Light IT Up Blue and spread awareness for World Autism Month
SAN DIEGO, April 20, 2021–Be amazed by Autism Spectrum Disorder and spread awareness this World Autism Month.
Serving persons with developmental disabilities through community-based work to help them maintain independence is a tremendous honor.
Never having been exposed to developmentally disabled persons due to school separation from general populations, serving them has become a wonderful learning experience and a special part of a long career journey.
World Autism Month
It is a pleasure to bring World Autism Month to the fore to help showcase both the challenges and opportunities of those with “neurodiversity”, a word made famous in the 1990’s by Judy Singer, an Australian sociologist.
Ms. Singer is reportedly herself on the autism spectrum
Neurodiversity, then, “is the concept that there are many different variations of human functionality…(with) every variation needs to be better understood and respected….Neurodiversity is an alternative approach to learning and disability that shifts the focus from treatment and cures to acceptance and accommodation.” –From BigThink
“I think the concept of Neurodiversity has been world-changing, by giving us a new perspective on humanity, but needs to mature to the point where we see that human nature is complex, and nature is beautiful but not benign.”
-Judy Singer, Sociologist
According to the CDC, there are approximately 1.7% of persons worldwide are on the autism spectrum, which could equate to approximately between 75 million and 150 million.
In the US, the CDC estimates that 1 in 59 births are those who fall within the range of autism spectrum; and, approximately 3.5 million Americans currently live within it.
Autism Spectrum Disorder (ASD) is a developmental disability of currently non-conclusive origin.
Moreover, it affects more boys than girls.
Generally diagnosed prior to age three, early symptoms could be as simple as being non-responsive to their name, avoid eye contact, prefer being alone, prone to easy agitation, word repetition, upset by
minor changes and the like, according to Grant A Gift Foundation.
Growing up with ASD could be challenging in various forms of communication, interpersonal relationships, understanding human emotion, and might be uncomfortable being touched.
Everyday noises, sights, smells, and tastes could cause uneasiness and constitute, for one with ASD, unwanted changes–which could be perceived as undesirable and lead to aggression and temper tantrums, and even self-harm in some cases.
For one with ASD, it is completely an individual journey fueled by prevalent genes.
While talents and abilities highly vary, it would be limited thinking to believe that someone with ASD could not become productive by utilizing individual uniqueness and contribute to the world around them.
“Autism can’t define me. I define autism.”
Surprisingly, perhaps, there are many well-known and accomplished individuals in a variety of professions who have ASD.
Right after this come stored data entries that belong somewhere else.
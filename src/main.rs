use std::{fs::OpenOptions, sync::Arc};

use actix_web::{web, App, HttpServer};
use sea_orm::Database;
use tracing::{info, Level};
use tracing_actix_web::TracingLogger;
use tracing_subscriber::{filter, fmt, layer::SubscriberExt, EnvFilter, Layer, Registry};

use crate::{auth::Authority, calculation::Calculator, locks::PayrollLocks, ufv::HttpUfvResolver};

mod config;
mod consts;
mod utils;

mod entity;
mod auth;
mod error;

mod ufv;
mod lifecycle;
mod roster;
mod calculation;
mod locks;
mod report;
mod workers;
mod store;

mod pages;

#[actix_web::main]
async fn main() {
    let _ = dotenvy::dotenv();

    let log_file = OpenOptions::new()
        .append(true)
        .create(true)
        .open("trace.log")
        .unwrap();

    let subscriber = Registry::default()
        .with(
            fmt::layer()
                .with_ansi(true)
                .with_line_number(true)
                .with_filter(EnvFilter::from_default_env())
        )
        .with(
            fmt::layer()
                .with_ansi(false)
                .with_writer(log_file)
                .with_filter(filter::LevelFilter::from_level(Level::TRACE))
        );

    tracing::subscriber::set_global_default(subscriber).unwrap();

    let config::Config {
        host_address,
        database_opt,
        jwt_key,
        ufv_source_url,
        ufv_timeout,
        fund_timezone,
        display_locale,
    } = config::load();

    let ufv = HttpUfvResolver::new(ufv_source_url, ufv_timeout).expect("Unable to build UFV client");

    let database = web::Data::new(Database::connect(database_opt).await.expect("Unable to connect to database"));
    let authority = web::Data::new(Authority::new(jwt_key.as_bytes()));
    let calculator = web::Data::new(Calculator::new(fund_timezone, Arc::new(ufv)));
    let locks = web::Data::new(PayrollLocks::new());
    let locale = web::Data::new(display_locale);

    info!(%fund_timezone, ?display_locale, "Starting contributions service");

    let server = HttpServer::new(move || {
        App::new()
            .app_data(database.clone())
            .app_data(authority.clone())
            .app_data(calculator.clone())
            .app_data(locks.clone())
            .app_data(locale.clone())
            .wrap(TracingLogger::default())
            .configure(pages::config)
    });

    server
        .bind(host_address).unwrap()
        .run().await.unwrap();
}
The following is a cross-section of famous people published by ONGIG The Magnet:
1. Woody Allen (rumored)
2. David Byrne (diagnosed)
3. Dan Aykroyd (diagnosed)
4. Charles Darwin (rumored)
5. Thomas Edison (rumored)
6. Albert Einstein (rumored)
7. Darryl Hannah (diagnosed
8. Alfred Hitchcock (rumored)
9. Courtney Love (diagnosed)
10. Lionel Messi (rumored)
11. Sir Isaac Newton (rumored)
12. Steve Jobs (rumored)
13. Jeffrey Seinfeld (self-diagnosed)
“My philosophy is: It’s none of my business what people say of me and think of me.I am what I am, and I do what I do. I expect nothing….”
-Sir Anthony Hopkins
A refreshing piece by Kerry Magro depicts his finding inspiration in books and quotes from Dr. Seuss.
Open about his being nonverbal because of ASD during early childhood development, he is now a full-time speaker and best-selling author and serves as an autism film consultant.
According to Kerry, he is proud to be a disability advocate and help lift up those with ASD reach their highest goals.
“Today you are you!
That is truer than true!
There is no one alive
who is you-er than you!
World-wide Autism Month is a particularly good time to Light It Up Blue and spread awareness and appreciation for individual differences and abilities.
Lighting It Up Blue could be as easy as purchasing a blue lightbulb to be on display, attending fundraisers, raising funds for special needs programs and rehabilitation, or simply getting the word out via social media.
It is heartening to read the names of those with ASD and recognize that their unique and individual neurodiversity has led to such greatness, making the world a better place through their talent and innovation!
How could any of us look at the color blue in the same light again!
Kerry Magro may say it best:
“I’ve always said autism can’t define me but I define autism. I hope all of our families can see their kids move up their collective mountains towards their goals and be able to accomplish their dreams.”